From this ‘hub’ emerged three spokes within the wheel, pointing to three strategic mission priorities: to be a church of missionary disciples; to be a younger and more diverse church; and to be a church where mixed ecology is the norm. The first two priorities speak for themselves. However, the term mixed ecology needs unpacking: it refers to a church prepared to experiment in new forms of church.
The vision underlying this mission is a church that is bolder, simpler and humbler. The hope is that within ten years the number of children and young active disciples will be doubled, and that the church will be fully representative of the communities it seeks to serve. It is a bold vision, involving a simpler church in the sense that it does away with activities which are peripheral to mission and instead focusses on the basic tasks of transforming lives of those whom it seeks to serve. Inevitably this kind of church is also humbler, a church where God is allowed to work.
How precisely this mission is expressed will vary from place to place. Pope Francis put it this way: “The church is a people with many faces, and expresses (its) truth in countless different ways, according to each culture. He went on: “That is why I like to think that evangelisation must always be in the dialect of each place, with the same words and sounds of the grandmother who uses to sing lullabies to her grandchildren”.
As a Baptist minister of many years standing, understanding of mission appeals to me. It is not a ‘top-down’ model imposed by a hierarchical leadership. Rather it is for each church to discern what is appropriate for them. What’s more it asks each church to think through their priorities in such a way that the needs of the whole community are met – the need to young people is clearly vital, but older people must not be forgotten either. What’s more, there is the recognition that one style of service is a limiting factor to effective mission.

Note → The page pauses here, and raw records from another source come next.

//! Network access for the worker.

use async_trait::async_trait;

use crate::error::{CacheError, Result};
use crate::worker::{strip_hop_by_hop, FetchRequest, FetchResponse};

// == Fetcher ==
/// Performs a real network request.
///
/// An `Err` means the network could not produce a response at all; HTTP
/// error statuses come back as `Ok`.
#[async_trait]
pub trait Fetcher: Send + Sync {
    async fn fetch(&self, request: &FetchRequest) -> Result<FetchResponse>;
}

/// `reqwest`-backed fetcher used by the proxy.
#[derive(Debug, Clone, Default)]
pub struct HttpFetcher {
    client: reqwest::Client,
}

impl HttpFetcher {
    pub fn new(client: reqwest::Client) -> Self {
        Self { client }
    }
}

#[async_trait]
impl Fetcher for HttpFetcher {
    async fn fetch(&self, request: &FetchRequest) -> Result<FetchResponse> {
        let mut headers = request.headers.clone();
        strip_hop_by_hop(&mut headers);

        let response = self
            .client
            .request(request.method.clone(), request.url.clone())
            .headers(headers)
            .body(request.body.clone())
            .send()
            .await
            .map_err(|e| network_error(&request.url, e))?;

        let status = response.status();
        let headers = response.headers().clone();
        let body = response
            .bytes()
            .await
            .map_err(|e| network_error(&request.url, e))?;

        Ok(FetchResponse {
            status,
            headers,
            body,
        })
    }
}

fn network_error(url: &url::Url, error: reqwest::Error) -> CacheError {
    if error.is_timeout() {
        CacheError::Timeout(url.to_string())
    } else {
        CacheError::Network(format!("{url}: {error}"))
    }
}
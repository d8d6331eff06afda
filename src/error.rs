//! Error types for the caching layers
//!
//! Provides unified error handling using thiserror.

use axum::{
    http::StatusCode,
    response::{IntoResponse, Response},
    Json,
};
use serde_json::json;
use thiserror::Error;

// == Cache Error Enum ==
/// Unified error type for the worker, the application caches and the proxy.
#[derive(Error, Debug)]
pub enum CacheError {
    /// Key not found in cache
    #[error("Key not found: {0}")]
    NotFound(String),

    /// Key has expired
    #[error("Key expired: {0}")]
    Expired(String),

    /// Invalid request data
    #[error("Invalid request: {0}")]
    InvalidRequest(String),

    /// Key rejected before insertion
    #[error("Invalid key: {0}")]
    InvalidKey(String),

    /// Cache is full and eviction failed
    #[error("Cache full: {0}")]
    CacheFull(String),

    /// Upstream fetch failed (offline, DNS, connection reset...)
    #[error("Network error: {0}")]
    Network(String),

    /// Upstream fetch did not finish in time
    #[error("Network timeout: {0}")]
    Timeout(String),

    /// Image could not be downloaded or decoded
    #[error("Image decode failed: {0}")]
    ImageDecode(String),

    /// Strict install policy and a manifest asset could not be cached
    #[error("Install failed: {0}")]
    InstallFailed(String),

    /// Lifecycle transition requested from the wrong state
    #[error("Invalid worker state: {0}")]
    InvalidState(String),

    /// The worker task is gone
    #[error("Worker unavailable")]
    WorkerUnavailable,

    /// Partition files could not be read or written
    #[error("Storage error: {0}")]
    Storage(String),

    /// Invalid configuration value
    #[error("Configuration error: {0}")]
    Config(String),

    /// Internal error
    #[error("Internal error: {0}")]
    Internal(String),
}

// == IntoResponse Implementation ==
impl IntoResponse for CacheError {
    fn into_response(self) -> Response {
        let status = match &self {
            CacheError::NotFound(_) | CacheError::Expired(_) => StatusCode::NOT_FOUND,
            CacheError::InvalidRequest(_) | CacheError::InvalidKey(_) | CacheError::Config(_) => {
                StatusCode::BAD_REQUEST
            }
            CacheError::InvalidState(_) => StatusCode::CONFLICT,
            CacheError::CacheFull(_) | CacheError::WorkerUnavailable => {
                StatusCode::SERVICE_UNAVAILABLE
            }
            CacheError::Network(_) | CacheError::ImageDecode(_) => StatusCode::BAD_GATEWAY,
            CacheError::Timeout(_) => StatusCode::GATEWAY_TIMEOUT,
            CacheError::InstallFailed(_) | CacheError::Storage(_) | CacheError::Internal(_) => {
                StatusCode::INTERNAL_SERVER_ERROR
            }
        };

        let body = Json(json!({
            "error": self.to_string()
        }));

        (status, body).into_response()
    }
}

// == Result Type Alias ==
/// Convenience Result type for the crate.
pub type Result<T> = std::result::Result<T, CacheError>;

#[cfg(test)]
mod tests {
    use super::*;

    #[test]
    fn test_status_mapping() {
        let cases = [
            (CacheError::NotFound("k".into()), StatusCode::NOT_FOUND),
            (CacheError::Expired("k".into()), StatusCode::NOT_FOUND),
            (CacheError::InvalidKey("k".into()), StatusCode::BAD_REQUEST),
            (CacheError::InvalidState("x".into()), StatusCode::CONFLICT),
            (CacheError::WorkerUnavailable, StatusCode::SERVICE_UNAVAILABLE),
            (CacheError::Timeout("u".into()), StatusCode::GATEWAY_TIMEOUT),
            (CacheError::Storage("disk".into()), StatusCode::INTERNAL_SERVER_ERROR),
        ];

        for (error, expected) in cases {
            assert_eq!(error.into_response().status(), expected);
        }
    }

    #[tokio::test]
    async fn test_error_body_is_json() {
        let response = CacheError::Network("connection refused".into()).into_response();
        let bytes = axum::body::to_bytes(response.into_body(), usize::MAX)
            .await
            .unwrap();
        let json: serde_json::Value = serde_json::from_slice(&bytes).unwrap();
        assert!(json["error"]
            .as_str()
            .unwrap()
            .contains("connection refused"));
    }
}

Unlike Anglicans, who tend to operate with a parish system where the focus is on the community as a whole, Baptists make much of the fact that they are a ‘gathered church’. The downside of the Baptist concept of the gathered church is that the needs of the wider world can be forgotten. However, unlike a typical Anglican church where mission tends to be limited to those within the parish, a Baptist church need not limit its mission to a local parish, but rather can appeal to a wider grouping of people.
Whatever the denominational allegiance, if the tide is to be turned and communities are to be transformed by the Gospel of Christ, then appropriate strategies need to be put in place for Christ’s new creation (2 Cor 5.17) to be realised.